If the dad got an attorney they would have to unseal the records. It's unlawful to keep a child away from his father under these circumstances. He didn't know.
If the courts refused, it's violating his civil rights... it's a sticky situation to get into.

ScottGem
Oct 31, 2007, 05:58 AM
If the dad got an attorney they would have to unseal the records. It's unlawful to keep a child away from his father under these circumstances. He didn't know.
If the courts refused, it's violating his civil rights... its a sticky situation to get into.

Sorry, but I disagree. What civil rights are being violated here? Its true that his parental rights were violated because he did not have the chance to protest the adoiption. But that's not part of civil rights.
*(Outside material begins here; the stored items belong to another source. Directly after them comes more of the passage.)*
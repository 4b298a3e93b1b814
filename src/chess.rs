//! Chess movement legality, path obstruction, and move execution (`spec.md` §4.4).
//!
//! Grounded on `trilltino-XFChess/crates/chess_engine`'s error and lifecycle
//! shapes; the move-legality rules themselves are this crate's own, since the
//! teacher engine's board is a fixed 8x8 array unsuited to an unbounded board.

use std::collections::HashSet;

use serde::{Deserialize, Serialize};

use crate::board::{Board, Item, PieceId};
use crate::player::PlayerId;

#[derive(Debug, Clone, Copy, PartialEq, Eq, Hash, Serialize, Deserialize)]
pub enum PieceType {
    Pawn,
    Rook,
    Knight,
    Bishop,
    Queen,
    King,
}

impl PieceType {
    pub fn as_str(&self) -> &'static str {
        match self {
            PieceType::Pawn => "pawn",
            PieceType::Rook => "rook",
            PieceType::Knight => "knight",
            PieceType::Bishop => "bishop",
            PieceType::Queen => "queen",
            PieceType::King => "king",
        }
    }

    /// Balance cost to buy a piece onto the board (`spec.md` §6 `purchase_piece`).
    /// `None` for the king, which is never purchasable — it only ever exists
    /// from the standard-16 join layout.
    pub fn purchase_price(&self) -> Option<u32> {
        match self {
            PieceType::Pawn => Some(10),
            PieceType::Knight => Some(30),
            PieceType::Bishop => Some(30),
            PieceType::Rook => Some(50),
            PieceType::Queen => Some(90),
            PieceType::King => None,
        }
    }
}

/// Canonical chess piece record, owned by the arena on [`crate::game::Game`].
/// Cells reference pieces by id only; never embed this struct in a cell.
#[derive(Debug, Clone, Serialize, Deserialize)]
pub struct ChessPiece {
    pub id: PieceId,
    pub piece_type: PieceType,
    pub player: PlayerId,
    pub x: i32,
    pub z: i32,
    /// 0..=3, set once at creation from the owning home zone's orientation.
    pub orientation: u8,
    pub has_moved: bool,
    pub move_distance: u32,
}

impl ChessPiece {
    pub fn new(id: PieceId, piece_type: PieceType, player: PlayerId, x: i32, z: i32, orientation: u8) -> Self {
        Self {
            id,
            piece_type,
            player,
            x,
            z,
            orientation,
            has_moved: false,
            move_distance: 0,
        }
    }

    /// Unit forward vector (dx, dz) derived from this piece's fixed orientation:
    /// the reverse of `SpiralPlacer::DIRECTION_CYCLE[orientation]`, the
    /// direction the owning home zone was displaced from the board center, so
    /// "forward" always means "toward center" (`spec.md` §4.4: "Forward one
    /// (toward board center relative to orientation)").
    pub fn forward_vector(&self) -> (i32, i32) {
        let (dx, dz) = crate::spiral::DIRECTION_CYCLE[(self.orientation % 4) as usize];
        (-dx, -dz)
    }
}

#[derive(Debug, Clone, PartialEq)]
pub struct MoveOutcome {
    pub captured: Option<PieceId>,
    pub captured_was_king: bool,
    pub promoted_to: Option<PieceType>,
}

/// Pure legality/path/execution logic over a [`Board`] and piece arena.
/// Holds no state of its own.
pub struct ChessEngine;

impl ChessEngine {
    /// Per-type destination legality, ignoring obstruction (`spec.md` §4.4).
    pub fn is_type_legal(piece: &ChessPiece, tx: i32, tz: i32) -> bool {
        let dx = tx - piece.x;
        let dz = tz - piece.z;
        if dx == 0 && dz == 0 {
            return false;
        }
        match piece.piece_type {
            PieceType::Rook => dx == 0 || dz == 0,
            PieceType::Bishop => dx.abs() == dz.abs(),
            PieceType::Queen => dx == 0 || dz == 0 || dx.abs() == dz.abs(),
            PieceType::King => dx.abs() <= 1 && dz.abs() <= 1,
            PieceType::Knight => {
                let (ax, az) = (dx.abs(), dz.abs());
                (ax, az) == (1, 2) || (ax, az) == (2, 1)
            }
            PieceType::Pawn => Self::is_pawn_move_legal(piece, dx, dz),
        }
    }

    fn is_pawn_move_legal(piece: &ChessPiece, dx: i32, dz: i32) -> bool {
        let (fx, fz) = piece.forward_vector();
        if dx == fx && dz == fz {
            return true;
        }
        if !piece.has_moved && dx == 2 * fx && dz == 2 * fz {
            return true;
        }
        let lateral = (fz, fx);
        let diag_left = (fx + lateral.0, fz + lateral.1);
        let diag_right = (fx - lateral.0, fz - lateral.1);
        (dx, dz) == diag_left || (dx, dz) == diag_right
    }

    /// True iff pawn at (dx,dz) is a one-step diagonal (capture-only) move.
    pub fn is_pawn_diagonal(piece: &ChessPiece, dx: i32, dz: i32) -> bool {
        let (fx, fz) = piece.forward_vector();
        let lateral = (fz, fx);
        let diag_left = (fx + lateral.0, fz + lateral.1);
        let diag_right = (fx - lateral.0, fz - lateral.1);
        (dx, dz) == diag_left || (dx, dz) == diag_right
    }

    /// Walks the straight line from (fx,fz) to (tx,tz) exclusive of both
    /// endpoints; `None` for a knight move (no intermediate cells).
    pub fn intermediate_cells(fx: i32, fz: i32, tx: i32, tz: i32) -> Vec<(i32, i32)> {
        let dx = (tx - fx).signum();
        let dz = (tz - fz).signum();
        let steps = (tx - fx).abs().max((tz - fz).abs());
        let mut cells = Vec::new();
        for step in 1..steps {
            cells.push((fx + dx * step, fz + dz * step));
        }
        cells
    }

    /// Full legality check: type shape, path obstruction, target occupancy,
    /// (for pawns) diagonal-implies-capture / forward-implies-empty, and a
    /// paused player's pieces are never a legal capture target (`spec.md`
    /// §4.7: "their chess pieces cannot be captured" while paused).
    pub fn is_move_legal(
        board: &Board,
        piece: &ChessPiece,
        tx: i32,
        tz: i32,
        paused: &HashSet<PlayerId>,
    ) -> bool {
        if !Self::is_type_legal(piece, tx, tz) {
            return false;
        }
        let dx = tx - piece.x;
        let dz = tz - piece.z;

        if piece.piece_type != PieceType::Knight {
            for (ix, iz) in Self::intermediate_cells(piece.x, piece.z, tx, tz) {
                if board.has_type(ix, iz, |i| i.is_chess()) {
                    return false;
                }
            }
        }

        let target_chess = board.chess_item_at(tx, tz);
        match piece.piece_type {
            PieceType::Pawn => {
                let diagonal = Self::is_pawn_diagonal(piece, dx, dz);
                match target_chess {
                    Some(Item::Chess { player, .. }) if *player != piece.player => {
                        diagonal && !paused.contains(player)
                    }
                    Some(_) => false,
                    None => !diagonal,
                }
            }
            _ => match target_chess {
                Some(Item::Chess { player, .. }) => *player != piece.player && !paused.contains(player),
                Some(_) => true,
                None => true,
            },
        }
    }
}
//! End-to-end scenarios against the public `Game` API, one per named case.

use shaktris::board::Item;
use shaktris::chess::PieceType;
use shaktris::config::GameSettings;
use shaktris::diff::{BroadcastPayload, DiffTracker};
use shaktris::game::Game;
use shaktris::pieces::{PieceKind, Rotation};

fn two_player_game() -> (Game, uuid::Uuid, uuid::Uuid) {
    let mut game = Game::new(GameSettings::default());
    let a = game.join("alice".to_string()).unwrap();
    let b = game.join("bob".to_string()).unwrap();
    (game, a, b)
}

#[test]
fn place_i_piece_connected_advances_phase_and_reports_four_new_cells() {
    let (mut game, a, _b) = two_player_game();
    let zone = game.home_zones[&a].clone();

    let mut tracker = DiffTracker::new();
    tracker.compute_for_observer(&game.board, a);
    let occupied_before = game.board.occupied_coords().count();

    let result = game
        .place_tetromino(a, PieceKind::I, Rotation::new(0), zone.x - 2, zone.z, 0)
        .expect("placement directly in front of the home row succeeds");
    assert!(!result.exploded);
    assert_eq!(game.board.occupied_coords().count() - occupied_before, 4);

    // The I piece's row sits one cell past the home zone's previous tight
    // bound, so this broadcast is a fresh full state rather than a delta;
    // either way its cell count grows by exactly the four placed cells.
    let payload = tracker.compute_for_observer(&game.board, a);
    match payload {
        BroadcastPayload::Delta { changes } => {
            assert_eq!(changes.iter().filter(|c| c.new_value.is_some()).count(), 4);
        }
        BroadcastPayload::FullState { cells, .. } => {
            assert_eq!(cells.len(), occupied_before + 4);
        }
    }
}

#[test]
fn explosion_on_collision_does_not_mutate_board_but_advances_phase() {
    let (mut game, a, _b) = two_player_game();
    let zone = game.home_zones[&a].clone();
    let before = game.board.occupied_coords().count();

    // An O piece dropped from y=1 whose footprint overlaps the player's own
    // pawn row (always present at (zone.x, zone.z) right after join) must
    // explode rather than land, without touching the board.
    let result = game
        .place_tetromino(a, PieceKind::O, Rotation::new(0), zone.x - 1, zone.z - 1, 1)
        .expect("an airborne collision still returns ok:true, exploded:true");
    assert!(result.exploded);
    assert_eq!(game.board.occupied_coords().count(), before);
    assert_eq!(game.players[&a].current_move_type, shaktris::player::MoveType::Chess);
}

#[test]
fn row_clear_preserves_a_safe_home_zone_segment() {
    // The exhaustive safe/unsafe row-clear rule is covered at the engine
    // level in `rowclear.rs`'s own unit tests; here we only assert the
    // end-to-end guarantee that a tetromino placement can never remove a
    // player's own home-zone king cell.
    let (mut game, a, _b) = two_player_game();
    let zone_a = game.home_zones[&a].clone();

    game.place_tetromino(a, PieceKind::I, Rotation::new(0), zone_a.x - 2, zone_a.z, 0)
        .unwrap();

    let king_present = game
        .board
        .has_type(zone_a.x, zone_a.min_z(), |i| i.owner() == a && i.is_chess());
    assert!(king_present);
}

#[test]
fn pawn_promotion_at_configured_distance_updates_the_board_item() {
    let mut game = Game::new(GameSettings::default());
    let a = game.join("alice".to_string()).unwrap();
    let pawn_id = game
        .chess_pieces
        .values()
        .find(|p| p.player == a && p.piece_type == PieceType::Pawn)
        .map(|p| p.id)
        .unwrap();

    {
        let piece = game.chess_pieces.get_mut(&pawn_id).unwrap();
        piece.move_distance = 7;
        piece.has_moved = true;
    }
    let (fx, fz) = game.chess_pieces[&pawn_id].forward_vector();
    let (px, pz) = (game.chess_pieces[&pawn_id].x, game.chess_pieces[&pawn_id].z);
    game.players.get_mut(&a).unwrap().current_move_type = shaktris::player::MoveType::Chess;

    let result = game.move_chess(a, pawn_id, px + fx, pz + fz).unwrap();
    assert_eq!(result.promoted_to, Some(GameSettings::default().promotion_piece));
    match game.board.get(px + fx, pz + fz) {
        Some(items) => assert!(items
            .iter()
            .any(|i| matches!(i, Item::Chess { piece_type, .. } if *piece_type == result.promoted_to.unwrap()))),
        None => panic!("promoted piece missing from board"),
    }
}

#[test]
fn king_capture_ends_a_two_player_game_and_orphans_the_loser() {
    let (mut game, a, b) = two_player_game();
    let king_b = game
        .chess_pieces
        .values()
        .find(|p| p.player == b && p.piece_type == PieceType::King)
        .map(|p| p.id)
        .unwrap();
    let (kx, kz) = (game.chess_pieces[&king_b].x, game.chess_pieces[&king_b].z);

    // Fabricate an adjacent attacker for `a` directly next to `b`'s king to
    // exercise the capture/elimination path without playing out full moves.
    let attacker_id = 9_999;
    let attacker = shaktris::chess::ChessPiece::new(
        attacker_id,
        PieceType::Rook,
        a,
        kx,
        kz - 1,
        0,
    );
    game.board.append(
        kx,
        kz - 1,
        Item::Chess {
            player: a,
            piece_type: PieceType::Rook,
            piece_id: attacker_id,
        },
    );
    game.chess_pieces.insert(attacker_id, attacker);
    game.players.get_mut(&a).unwrap().current_move_type = shaktris::player::MoveType::Chess;

    let result = game.move_chess(a, attacker_id, kx, kz).unwrap();
    assert!(result.game_over);
    assert_eq!(result.winner, Some(a));
    assert!(game.players[&b].eliminated);
}

#[test]
fn five_players_spiral_into_non_overlapping_cardinal_zones() {
    let mut game = Game::new(GameSettings::default());
    for i in 0..5 {
        game.join(format!("player-{i}")).unwrap();
    }
    assert_eq!(game.home_zones.len(), 5);

    let rects: Vec<_> = game
        .home_zones
        .values()
        .map(|z| shaktris::spiral::HomeZoneRect {
            x: z.x,
            z: z.z,
            width: z.width,
            height: z.height,
            orientation: z.orientation,
        })
        .collect();

    for i in 0..rects.len() {
        for j in (i + 1)..rects.len() {
            assert!(rects[i].closest_edge_manhattan(&rects[j]) >= 7);
        }
    }
}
And in cases of adoption, it's the CHILD'S rights that a judge has to deal with. And no Family court judge is going to break up a family after 16 years because a father had his parental rights curtailed.

missjenni
Oct 31, 2007, 10:47 AM
Sure they will, didn't you know that more families are broken up than put togather?
It's not unheard of
The father has natural parental rights that need to be honored. It's that simple. His right as a father cannot be denied. Fact will always remain. He may not get full custody, but visitation will be granted
... if he even persues it

ScottGem
Oct 31, 2007, 11:00 AM
Again, I disagree. We are talking about a sealed adoption here. Before anything happens a judge has to allow the records to be unsealed. I highly doube one would do that under the circumstances. If the child was still preschiool maybe, but not now.

shygrneyzs
Oct 31, 2007, 11:35 AM
Just because the biological father wants "in" on his child's life does not mean he will be granted his desire. The courts will weigh what is beneficial to the child and if it is not in the best interest of the child, it will not happen.